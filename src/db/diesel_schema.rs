// Kept in sync with the DDL in schema.rs.

diesel::table! {
    users (id) {
        id -> BigInt,
        username -> Text,
        follower_count -> BigInt,
        following_count -> BigInt,
        created_at -> Text,
    }
}

diesel::table! {
    items (id) {
        id -> BigInt,
        owner_id -> BigInt,
        title -> Text,
        description -> Nullable<Text>,
        status -> Text,
        is_public -> Bool,
        view_count -> BigInt,
        like_count -> BigInt,
        dislike_count -> BigInt,
        super_like_count -> BigInt,
        skip_count -> BigInt,
        comment_count -> BigInt,
        created_at -> Text,
        updated_at -> Text,
    }
}

diesel::table! {
    item_tags (item_id, tag) {
        item_id -> BigInt,
        tag -> Text,
        category -> Text,
    }
}

diesel::table! {
    interactions (id) {
        id -> BigInt,
        user_id -> BigInt,
        item_id -> BigInt,
        interaction_type -> Text,
        structured_feedback -> Nullable<Text>,
        session_id -> Nullable<Text>,
        view_duration -> Nullable<Double>,
        created_at -> Text,
    }
}

diesel::table! {
    follows (follower_id, followee_id) {
        follower_id -> BigInt,
        followee_id -> BigInt,
        created_at -> Text,
    }
}

diesel::table! {
    comments (id) {
        id -> BigInt,
        item_id -> BigInt,
        user_id -> BigInt,
        parent_id -> Nullable<BigInt>,
        content -> Text,
        created_at -> Text,
    }
}

diesel::joinable!(item_tags -> items (item_id));
diesel::joinable!(interactions -> items (item_id));
diesel::joinable!(comments -> items (item_id));

diesel::allow_tables_to_appear_in_same_query!(
    users,
    items,
    item_tags,
    interactions,
    follows,
    comments,
);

**TASK OBJECTIVE**:
State how many lines of the material contain the string "comments", with no other words.

**WRITTEN RESPONSE**:
3